Set in late-1800s France, The Taste of Things tracks the relationship between Dodin (Benoit Magîmel), a gastronomic connoisseur, and Eugénie (Juliette Binoche), the cook who has been working for him for decades. Every day, Eugénie works in the kitchen, often with Dodin’s assistance, to make complex, sumptuous meals that follow strict, multi-course menus. These meals are usually for Dodin and his five-person entourage, who marvel at the decadent flavors and visual beauty of Eugénie’s dishes. The two foster a romantic relationship to an extent. Dodin constantly beckons Eugenie to marry him, but Eugénie rejects his advances, claiming she prefers their current relationship and her status as his cook.
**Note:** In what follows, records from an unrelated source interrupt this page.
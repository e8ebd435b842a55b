//! Datenbankmodelle fuer Shopwerk
//!
//! Diese Typen repraesentieren Datensaetze aus der Datenbank und enthalten
//! den Passwort-Hash. Nach aussen gehen nur die passwortfreien Typen aus
//! `shopwerk_core`, erzeugt ueber `in_principal()`.

use chrono::{DateTime, Utc};
use uuid::Uuid;

use shopwerk_core::{AdminRolle, Administrator, Kunde, Principal, PrincipalArt};

// ---------------------------------------------------------------------------
// Kunden
// ---------------------------------------------------------------------------

/// Kunden-Datensatz aus der Datenbank
#[derive(Clone)]
pub struct KundeRecord {
    pub id: Uuid,
    pub first_name: String,
    pub last_name: String,
    pub email: String,
    pub password_hash: String,
    pub phone: Option<String>,
    pub address: Option<String>,
    pub created_at: DateTime<Utc>,
    pub is_active: bool,
}

impl KundeRecord {
    /// Entfernt den Passwort-Hash
    pub fn in_kunde(self) -> Kunde {
        Kunde {
            id: self.id,
            first_name: self.first_name,
            last_name: self.last_name,
            email: self.email,
            phone: self.phone,
            address: self.address,
            created_at: self.created_at,
            is_active: self.is_active,
        }
    }

    pub fn in_principal(self) -> Principal {
        Principal::Kunde(self.in_kunde())
    }
}

impl std::fmt::Debug for KundeRecord {
    fn fmt(&self, f: &mut std::fmt::Formatter<'_>) -> std::fmt::Result {
        f.debug_struct("KundeRecord")
            .field("id", &self.id)
            .field("email", &self.email)
            .field("password_hash", &"<verborgen>")
            .field("created_at", &self.created_at)
            .field("is_active", &self.is_active)
            .finish_non_exhaustive()
    }
}

/// Daten zum Anlegen eines neuen Kunden (Passwort bereits gehasht)
#[derive(Debug, Clone)]
pub struct NeuerKunde<'a> {
    pub first_name: &'a str,
    pub last_name: &'a str,
    pub email: &'a str,
    pub password_hash: &'a str,
    pub phone: Option<&'a str>,
    pub address: Option<&'a str>,
}

// ---------------------------------------------------------------------------
// Administratoren
// ---------------------------------------------------------------------------

/// Administrator-Datensatz aus der Datenbank
#[derive(Clone)]
pub struct AdministratorRecord {
    pub id: Uuid,
    pub first_name: String,
    pub last_name: String,
    pub email: String,
    pub password_hash: String,
    pub role: AdminRolle,
    pub created_at: DateTime<Utc>,
    pub last_access: Option<DateTime<Utc>>,
    pub is_active: bool,
}

impl AdministratorRecord {
    /// Entfernt den Passwort-Hash
    pub fn in_administrator(self) -> Administrator {
        Administrator {
            id: self.id,
            first_name: self.first_name,
            last_name: self.last_name,
            email: self.email,
            role: self.role,
            created_at: self.created_at,
            last_access: self.last_access,
            is_active: self.is_active,
        }
    }

    pub fn in_principal(self) -> Principal {
        Principal::Administrator(self.in_administrator())
    }
}

impl std::fmt::Debug for AdministratorRecord {
    fn fmt(&self, f: &mut std::fmt::Formatter<'_>) -> std::fmt::Result {
        f.debug_struct("AdministratorRecord")
            .field("id", &self.id)
            .field("email", &self.email)
            .field("password_hash", &"<verborgen>")
            .field("role", &self.role)
            .field("last_access", &self.last_access)
            .field("is_active", &self.is_active)
            .finish_non_exhaustive()
    }
}

/// Daten zum Anlegen eines neuen Administrators (Passwort bereits gehasht)
#[derive(Debug, Clone)]
pub struct NeuerAdministrator<'a> {
    pub first_name: &'a str,
    pub last_name: &'a str,
    pub email: &'a str,
    pub password_hash: &'a str,
    pub role: AdminRolle,
}

// ---------------------------------------------------------------------------
// Sitzungs-Ledger
// ---------------------------------------------------------------------------

/// Ledger-Eintrag fuer ein ausgestelltes Token
#[derive(Debug, Clone, serde::Serialize)]
pub struct SitzungRecord {
    pub id: Uuid,
    pub token_hash: String,
    pub subject_id: Uuid,
    pub subject_kind: PrincipalArt,
    pub created_at: DateTime<Utc>,
    pub expires_at: DateTime<Utc>,
    pub is_active: bool,
}

/// Daten fuer einen neuen Ledger-Eintrag
#[derive(Debug, Clone)]
pub struct NeueSitzung<'a> {
    pub token_hash: &'a str,
    pub subject_id: Uuid,
    pub subject_kind: PrincipalArt,
    pub created_at: DateTime<Utc>,
    pub expires_at: DateTime<Utc>,
}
Their idyllic lifestyle is quickly interrupted when Eugénie develops a mysterious illness, becoming subject to delirious states and fainting spells. As Dodin and Eugénie come to terms with their changing reality, their relationship is tested as they continue pursuing their passion for food and its associated emotions.

Because of the film’s narrative, The Taste of Things has a heavy tonal switch to account for. While the film’s first half is light and airy, with prolonged sequences dedicated to Dodin and Eugénie making dishes, the film quickly becomes darker after the characters discover their new fate. Hùng navigates this tension with ease, moving between moments of light and darkness in a way where the two complement one another. As a result, the film’s emotional beats are profound and resonant, representing the very nature of life.

It’s been a while since a film could truly be classified as “food porn,” but The Taste of Things clears that bar within its first ten minutes. The film features many cooking sequences, all directed with delicacy and precision. The key here is camera movement. As Dodin and Eugénie walk around the kitchen, grabbing a new piece of meat or simmering elements of a dish, Hùng’s camera follows them, creating an immersive effect that keeps the audience not only glued to the characters but to the delicious meal they’re cooking in front of them. This style helps develop the characters, allowing audiences to understand why they care about food so much and how each ingredient and each recipe matter within the context of their goals.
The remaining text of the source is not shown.